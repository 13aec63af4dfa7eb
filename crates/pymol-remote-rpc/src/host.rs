//! PyMOL as a child process, driven through its command-line stdin.
//!
//! PyMOL started with `-p` reads command-language lines from stdin, and lines
//! starting with `/` run as Python. A small dispatch function is installed
//! once; every request is then one `/dispatch("<base64 json>")` line, and the
//! reply is the first stdout line carrying [`REPLY_TAG`].

use base64::engine::general_purpose::STANDARD as BASE64;
use base64::Engine as _;
use pymol_remote::{CallArgs, CommandSpec, Interpreter, PymolRemoteError, Result};
use serde::Deserialize;
use serde_json::{json, Value};
use std::io::{BufRead, BufReader, Write};
use std::process::{Child, Command, Stdio};
use tracing::{debug, info};

/// Prefix of reply lines written by the dispatch function.
pub const REPLY_TAG: &str = "@@pymol-remote@@";

const DISPATCH_FN: &str = "_pymol_remote_dispatch";

const PRELUDE: &str = r#"
import base64, inspect, json, sys
from pymol import cmd

def _pymol_remote_dispatch(payload):
    try:
        request = json.loads(base64.b64decode(payload).decode("utf-8"))
        if request["op"] == "commands":
            result = []
            for name in dir(cmd):
                func = getattr(cmd, name)
                if name.startswith("_") or not callable(func):
                    continue
                try:
                    signature = name + str(inspect.signature(func))
                except (TypeError, ValueError):
                    signature = None
                result.append({"name": name, "signature": signature, "doc": inspect.getdoc(func) or ""})
        elif request["op"] == "invoke":
            result = getattr(cmd, request["name"])(*request["args"], **request["kwargs"])
        else:
            raise ValueError("unknown op %r" % request["op"])
        line = json.dumps({"ok": result}, default=repr)
    except Exception as e:
        line = json.dumps({"err": "%s: %s" % (type(e).__name__, e)})
    sys.stdout.write("@@pymol-remote@@" + line + "\n")
    sys.stdout.flush()
"#;

#[derive(Debug, Deserialize)]
#[serde(rename_all = "lowercase")]
enum Reply {
    Ok(Value),
    Err(String),
}

/// [`Interpreter`] over a PyMOL process's stdin and stdout.
pub struct PipeInterpreter {
    stdin: Box<dyn Write + Send>,
    stdout: Box<dyn BufRead + Send>,
    prelude_installed: bool,
}

impl PipeInterpreter {
    pub fn new(stdin: Box<dyn Write + Send>, stdout: Box<dyn BufRead + Send>) -> Self {
        Self {
            stdin,
            stdout,
            prelude_installed: false,
        }
    }

    /// Start `program -pq HOST_ARGS...` with piped stdin and stdout.
    pub fn spawn(program: &str, host_args: &[String]) -> Result<(Self, Child)> {
        info!("Starting {} -pq {}", program, host_args.join(" "));
        let mut child = Command::new(program)
            .arg("-pq")
            .args(host_args)
            .stdin(Stdio::piped())
            .stdout(Stdio::piped())
            .stderr(Stdio::inherit())
            .spawn()
            .map_err(|e| PymolRemoteError::Host {
                command: program.to_string(),
                message: format!("failed to start: {e}"),
            })?;

        let (Some(stdin), Some(stdout)) = (child.stdin.take(), child.stdout.take()) else {
            return Err(PymolRemoteError::Protocol {
                message: "child process has no stdio pipes".to_string(),
            });
        };

        let interpreter = Self::new(Box::new(stdin), Box::new(BufReader::new(stdout)));
        Ok((interpreter, child))
    }

    fn ensure_prelude(&mut self) -> Result<()> {
        if self.prelude_installed {
            return Ok(());
        }
        let line = format!(
            "/import base64; exec(base64.b64decode(\"{}\").decode(\"utf-8\"))\n",
            BASE64.encode(PRELUDE)
        );
        self.stdin.write_all(line.as_bytes())?;
        self.prelude_installed = true;
        Ok(())
    }

    /// Send one request and wait for its reply.
    fn request(&mut self, command: &str, request: &Value) -> Result<Value> {
        self.ensure_prelude()?;
        self.stdin.write_all(render_request(request)?.as_bytes())?;
        self.stdin.flush()?;

        let mut line = String::new();
        loop {
            line.clear();
            if self.stdout.read_line(&mut line)? == 0 {
                return Err(PymolRemoteError::Host {
                    command: command.to_string(),
                    message: "PyMOL exited".to_string(),
                });
            }
            let line = line.trim_end();
            match parse_reply(line) {
                Some(reply) => {
                    return reply.map_err(|message| PymolRemoteError::Host {
                        command: command.to_string(),
                        message,
                    })
                }
                None => debug!("pymol: {}", line),
            }
        }
    }
}

impl Interpreter for PipeInterpreter {
    fn commands(&mut self) -> Result<Vec<CommandSpec>> {
        let listed = self.request("<commands>", &json!({"op": "commands"}))?;
        Ok(serde_json::from_value(listed)?)
    }

    fn invoke(&mut self, name: &str, args: &CallArgs) -> Result<Value> {
        let request = json!({
            "op": "invoke",
            "name": name,
            "args": args.positional,
            "kwargs": args.keyword,
        });
        self.request(name, &request)
    }
}

/// The stdin line that runs `request` through the dispatch function.
fn render_request(request: &Value) -> Result<String> {
    let payload = BASE64.encode(serde_json::to_vec(request)?);
    Ok(format!("/{DISPATCH_FN}(\"{payload}\")\n"))
}

/// `None` for ordinary output, otherwise the decoded reply.
fn parse_reply(line: &str) -> Option<std::result::Result<Value, String>> {
    let body = line.strip_prefix(REPLY_TAG)?;
    Some(match serde_json::from_str::<Reply>(body) {
        Ok(Reply::Ok(value)) => Ok(value),
        Ok(Reply::Err(message)) => Err(message),
        Err(e) => Err(format!("unreadable reply {body:?}: {e}")),
    })
}
//! pymol-remote - drive a running PyMOL session over JSON-RPC.
//!
//! The server side embeds next to PyMOL's command interpreter (anything that
//! implements [`Interpreter`]), binds the first free port of a small range and
//! serves the native command set plus a few custom procedures: `is_alive`,
//! `get_state`, `set_state`, `help` and the `system.*` introspection calls.
//!
//! The client side is a [`Session`] that forwards named calls to that server.
//!
//! # Example
//!
//! ```rust,ignore
//! use pymol_remote::{CallArgs, ConnectionCache, GetStateRequest, Session, SessionOptions, StateFormat};
//!
//! #[tokio::main]
//! async fn main() -> pymol_remote::Result<()> {
//!     let cache = ConnectionCache::new();
//!     let session = Session::connect(&cache, SessionOptions::new("localhost", 9123)).await?;
//!
//!     session.invoke("fetch", CallArgs::new().arg("1ycr")).await?;
//!     println!("{:?}", session.find_command("fetc").await?);
//!
//!     let pdb = session
//!         .get_state(&GetStateRequest {
//!             format: StateFormat::Pdb,
//!             ..Default::default()
//!         })
//!         .await?;
//!     println!("Saved {} bytes", pdb.len());
//!
//!     Ok(())
//! }
//! ```

pub mod client;
pub mod config;
pub mod error;
pub mod handler;
pub mod interpreter;
pub mod matching;
pub mod protocol;
pub mod registry;
pub mod server;
pub mod state;

pub use client::{ConnectionCache, RemoteCommand, Session, SessionOptions};
pub use config::{EnvVars, RpcConfig, ServerConfig};
pub use error::{PymolRemoteError, Result};
pub use interpreter::{CommandSpec, Interpreter, SharedInterpreter};
pub use matching::find_command;
pub use protocol::{CallArgs, CallConvention};
pub use registry::Registry;
pub use server::{launch_server, start_server, ServerHandle};
pub use state::{GetStateRequest, SetStateRequest, StateBlob, StateFormat};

────────

The lines needed run from the first line of the data through the line containing "function is installed"; give them again exactly and nothing else.

● **OUTPUT FOR THIS EXERCISE**
repository 13aec63af4dfa7eb
filename crates/pymol-remote-rpc/src/host.rs
//! PyMOL as a child process, driven through its command-line stdin.
//!
//! PyMOL started with `-p` reads command-language lines from stdin, and lines
//! starting with `/` run as Python. A small dispatch function is installed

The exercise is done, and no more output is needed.